» Work order
In how many lines of the records does "BelowMinimum" appear? Answer with one number.

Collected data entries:
----------

//! Field-level violations and the ordered report collecting them.

use serde::{Deserialize, Serialize};
use std::fmt;

/// Constraint a violation breaks.
#[derive(Debug, Clone, Copy, PartialEq, Eq, Hash, Serialize, Deserialize)]
#[serde(rename_all = "camelCase")]
pub enum ViolationKind {
    /// A required field is absent or null.
    Required,
    /// The field is not declared by the schema.
    Unknown,
    /// The value has the wrong type.
    InvalidType,
    /// The value is not a valid UUID.
    InvalidUuid,
    /// The value is not one of the enumerated values.
    NotOneOf,
    /// The value is below the declared minimum.
    BelowMinimum,
    /// The value is not a valid unix timestamp.
    InvalidTimestamp,
}

/// A single failed constraint.
#[derive(Debug, Clone, PartialEq, Eq, Serialize, Deserialize)]
pub struct Violation {
    /// Path of the offending field.
    pub path: String,
    /// Human-readable description.
    pub message: String,
    /// Machine-readable constraint kind.
    pub kind: ViolationKind,
}

impl Violation {
    /// Creates a violation for `path`.
    #[must_use]
    pub fn new(path: impl Into<String>, kind: ViolationKind, message: impl Into<String>) -> Self {
        Self {
            path: path.into(),
            message: message.into(),
            kind,
        }
    }

    /// A required field is missing.
    #[must_use]
    pub fn required(path: &str) -> Self {
        Self::new(path, ViolationKind::Required, format!("\"{path}\" is required"))
    }

    /// A field is not declared.
    #[must_use]
    pub fn unknown(path: &str) -> Self {
        Self::new(path, ViolationKind::Unknown, format!("\"{path}\" is not allowed"))
    }

    /// A value does not have the expected type.
    #[must_use]
    pub fn invalid_type(path: &str, expected: &str) -> Self {
        Self::new(
            path,
            ViolationKind::InvalidType,
            format!("\"{path}\" must be {expected}"),
        )
    }

    /// A string is not a UUID.
    #[must_use]
    pub fn invalid_uuid(path: &str) -> Self {
        Self::new(
            path,
            ViolationKind::InvalidUuid,
            format!("\"{path}\" must be a valid GUID"),
        )
    }

    /// A value is outside the enumerated set.
    #[must_use]
    pub fn not_one_of(path: &str, allowed: &[&str]) -> Self {
        Self::new(
            path,
            ViolationKind::NotOneOf,
            format!("\"{path}\" must be one of [{}]", allowed.join(", ")),
        )
    }

    /// A number is below its minimum.
    #[must_use]
    pub fn below_minimum(path: &str, minimum: f64, inclusive: bool) -> Self {
        let relation = if inclusive {
            "greater than or equal to"
        } else {
            "greater than"
        };
        Self::new(
            path,
            ViolationKind::BelowMinimum,
            format!("\"{path}\" must be {relation} {minimum}"),
        )
    }

    /// A value cannot be read as a unix timestamp.
    #[must_use]
    pub fn invalid_timestamp(path: &str) -> Self {
        Self::new(
            path,
            ViolationKind::InvalidTimestamp,
            format!("\"{path}\" must be a valid unix timestamp"),
        )
    }
}

impl fmt::Display for Violation {
    fn fmt(&self, f: &mut fmt::Formatter<'_>) -> fmt::Result {
        f.write_str(&self.message)
    }
}

/// Ordered list of violations found in one validation pass.
#[derive(Debug, Clone, Default, PartialEq, Eq, Serialize, Deserialize)]
#[serde(transparent)]
pub struct ViolationReport(Vec<Violation>);

impl ViolationReport {
    /// Creates an empty report.
    #[must_use]
    pub const fn new() -> Self {
        Self(Vec::new())
    }

    /// Appends a violation.
    pub fn push(&mut self, violation: Violation) {
        self.0.push(violation);
    }

    /// Returns `true` when no violation was recorded.
    #[must_use]
    pub fn is_empty(&self) -> bool {
        self.0.is_empty()
    }

    /// Returns the number of violations.
    #[must_use]
    pub fn len(&self) -> usize {
        self.0.len()
    }

    /// Returns the violations in discovery order.
    #[must_use]
    pub fn violations(&self) -> &[Violation] {
        &self.0
    }

    /// Returns the violated paths in discovery order.
    pub fn paths(&self) -> impl Iterator<Item = &str> {
        self.0.iter().map(|violation| violation.path.as_str())
    }

    /// Consumes the report, returning its violations.
    #[must_use]
    pub fn into_violations(self) -> Vec<Violation> {
        self.0
    }
}

impl From<Vec<Violation>> for ViolationReport {
    fn from(violations: Vec<Violation>) -> Self {
        Self(violations)
    }
}

impl IntoIterator for ViolationReport {
    type Item = Violation;
    type IntoIter = std::vec::IntoIter<Violation>;

    fn into_iter(self) -> Self::IntoIter {
        self.0.into_iter()
    }
}

impl fmt::Display for ViolationReport {
    fn fmt(&self, f: &mut fmt::Formatter<'_>) -> fmt::Result {
        let messages = self
            .0
            .iter()
            .map(|violation| violation.message.as_str())
            .collect::<Vec<_>>();
        f.write_str(&messages.join("; "))
    }
}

----------

» Written solution
2